Anak usia 10-12 tahun: (i) pemfungsian tahap operasional konkret (Piaget),
dapat melihat hubungan yang lebih abstrak; (ii) pengalaman pada tahap kepandaian
versus perasaan rendah diri (Erickson); (iii) penerimaan masalah benar berdasarkan
ke-fair-an (iv) memiliki ketertarikan yang kuat dalam aktivitas sosial, (v)

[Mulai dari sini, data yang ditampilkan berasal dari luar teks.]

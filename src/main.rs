use anyhow::Result;
use clap::{Parser, Subcommand};
use dotenv::dotenv;
use std::io::{self, BufRead, Write};
use std::path::PathBuf;
use std::sync::Arc;

use trellis_rs::chat::build_chat_graph;
use trellis_rs::graph::{Graph, RunOutcome, SqliteCheckpointStore, WorkflowState};
use trellis_rs::llm::openai::OpenAiModel;
use trellis_rs::research::{build_research_graph, initial_state, prompts::PromptLibrary};
use trellis_rs::retrieval::DocIndex;
use trellis_rs::server::{serve, ServerConfig};

#[derive(Parser, Debug)]
#[command(author, version, about, long_about = None)]
struct Args {
    #[command(subcommand)]
    command: Commands,
}

#[derive(Subcommand, Debug)]
enum Commands {
    /// Run the HTTP server
    Serve {
        /// Port to listen on
        #[arg(short, long, default_value_t = 8000)]
        port: u16,

        /// The model to use
        #[arg(short, long, default_value = "gpt-3.5-turbo")]
        model: String,

        /// Path to the checkpoint database
        #[arg(long, default_value = "checkpoints.db")]
        db: PathBuf,

        /// Directory of research documents to index
        #[arg(long, default_value = "data/docs")]
        docs: PathBuf,

        /// Path to the prompt table
        #[arg(long, default_value = "data/prompts.json")]
        prompts: PathBuf,
    },
    /// Run the human-in-the-loop chat workflow in the terminal
    Chat {
        /// The opening message
        #[arg(short, long)]
        message: String,

        /// Session identifier for checkpointing
        #[arg(short, long, default_value = "cli")]
        session: String,

        /// The model to use
        #[arg(long, default_value = "gpt-3.5-turbo")]
        model: String,

        /// Path to the checkpoint database
        #[arg(long, default_value = "checkpoints.db")]
        db: PathBuf,
    },
    /// Generate an equity research report
    Research {
        /// Company code, e.g. AAPL
        #[arg(short, long)]
        company: String,

        /// Sector code, e.g. IT
        #[arg(short, long)]
        sector: String,

        /// Report type, e.g. FirstCutReport
        #[arg(short, long)]
        report_type: String,

        /// Review passes: 1 runs the draft-critique-revise loop, 0 drafts once
        #[arg(long, default_value_t = 1)]
        iterations: u32,

        /// Session identifier for checkpointing
        #[arg(long, default_value = "cli")]
        session: String,

        /// The model to use
        #[arg(long, default_value = "gpt-3.5-turbo")]
        model: String,

        /// Path to the checkpoint database
        #[arg(long, default_value = "checkpoints.db")]
        db: PathBuf,

        /// Directory of research documents to index
        #[arg(long, default_value = "data/docs")]
        docs: PathBuf,

        /// Path to the prompt table
        #[arg(long, default_value = "data/prompts.json")]
        prompts: PathBuf,
    },
}

#[tokio::main]
async fn main() -> Result<()> {
    dotenv().ok();
    env_logger::init();

    let args = Args::parse();

    match args.command {
        Commands::Serve {
            port,
            model,
            db,
            docs,
            prompts,
        } => {
            serve(ServerConfig {
                port,
                model_name: model,
                db_path: db,
                docs_dir: docs,
                prompts_path: prompts,
            })
            .await?;
        }
        Commands::Chat {
            message,
            session,
            model,
            db,
        } => {
            let model = Arc::new(OpenAiModel::new(model)?);
            let checkpoints = Arc::new(SqliteCheckpointStore::open(db)?);
            let graph = build_chat_graph(model, checkpoints)?;

            let report = graph
                .run(WorkflowState::from_user_message(message.as_str()), &session)
                .await?;
            run_chat_loop(&graph, &session, report.outcome).await?;
        }
        Commands::Research {
            company,
            sector,
            report_type,
            iterations,
            session,
            model,
            db,
            docs,
            prompts,
        } => {
            let model = Arc::new(OpenAiModel::new(model)?);
            let checkpoints = Arc::new(SqliteCheckpointStore::open(db)?);
            let retriever = Arc::new(DocIndex::open(docs)?);
            let prompts = Arc::new(match PromptLibrary::from_file(&prompts) {
                Ok(prompts) => prompts,
                Err(e) => {
                    log::warn!("Failed to load prompts, using generic prompts only: {}", e);
                    PromptLibrary::empty()
                }
            });
            let graph = build_research_graph(model, retriever, prompts, checkpoints)?;

            let state = initial_state(&company, &sector, &report_type, iterations)?;
            let report = graph.run(state, &session).await?;
            match report.outcome {
                RunOutcome::Completed(state) => {
                    println!(
                        "{}",
                        state.final_report.as_deref().unwrap_or("No report generated")
                    );
                }
                RunOutcome::Suspended { .. } => {
                    anyhow::bail!("research graph suspended unexpectedly");
                }
            }
        }
    }

    Ok(())
}

/// Keep answering questions from stdin until the run completes.
async fn run_chat_loop(graph: &Graph, session: &str, mut outcome: RunOutcome) -> Result<()> {
    loop {
        match outcome {
            RunOutcome::Completed(state) => {
                println!("{}", state.last_assistant_text().unwrap_or("(no response)"));
                return Ok(());
            }
            RunOutcome::Suspended { question } => {
                print!("{}\n> ", question);
                io::stdout().flush()?;
                let mut answer = String::new();
                io::stdin().lock().read_line(&mut answer)?;
                let report = graph.resume(session, answer.trim()).await?;
                outcome = report.outcome;
            }
        }
    }
}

meningkatnya minat pada kelompok, mencari kekariban dalam kelompok; (vi) mulai
mengadopsi model kepada orang lain daripada ke orang tua; (vii) menunjukkan
minatnya pada aktivitas khusus; (vii) mencari persetujuan dan ingin mengesankan;
(ix) menunjukkan kemampuan dan kemauan untuk melihat sudut pandang orang lain;
(x) pencarian nilai-nilai; (xi) menunjukkan adanya perbedaan di antara individu; (xii)
mempunyai citarasa keadilan dan peduli kepada orang lain; dan (xii) pemahaman dan
penerimaan terhadap adanya aturan berdasarkan perbedaan jenis kelamin.
Pada tahap selanjutnya, tetapi masih dalam usia dini kepada anak mulai diberi
cerita, cerita tentang apa saja yang mungkin diberikan sesuai dengan dunia anak.
Secara teknis dalam hal ini, cerita atau sastra dapat dipahami sebagai bagian dari
sebuah sistem konstruk untuk melihat dunia, sebagai suatu sarana bagaimana dan dari
sudut mana kita melihat dunia. Jika sastra itu adalah sastra anak, ia dapat dipahami
sebagai sebuah sarana bagaimana dan dari sudut mana anak dibawa untuk melihat
dunia, atau bagaimana dunia itu disampaikan kepada anak. Sastra dapat dipahami
sebagai sebuah kerangka dari jalinan gagasan tentang apa yang terjadi dan bagaimana
kejadian itu diceritakan. Jadi, sastra dipakai sebagai salah satu cara untuk
memahamkan dunia sekeliling kepada anak, tidak saja menyangkut masalah apa yang
dipahamkan (isi, gagasan, "dunia" itu sendiri) melainkan juga bagaimana cara
memahamkannya (bentuk).
Perkembangan kebahasaan anak sejalan dengan perkembangan intelektual dan
aspek-aspek personalitas yang lain. Kenyataan ini dapat dipergunakan sebagai pijakan
pemahaman bahwa dalam usia setelah mulai dapat memahami dan memproduksi
bahasa, anak mulai dapat menerima dan mengembangkan pemahaman tentang dunia.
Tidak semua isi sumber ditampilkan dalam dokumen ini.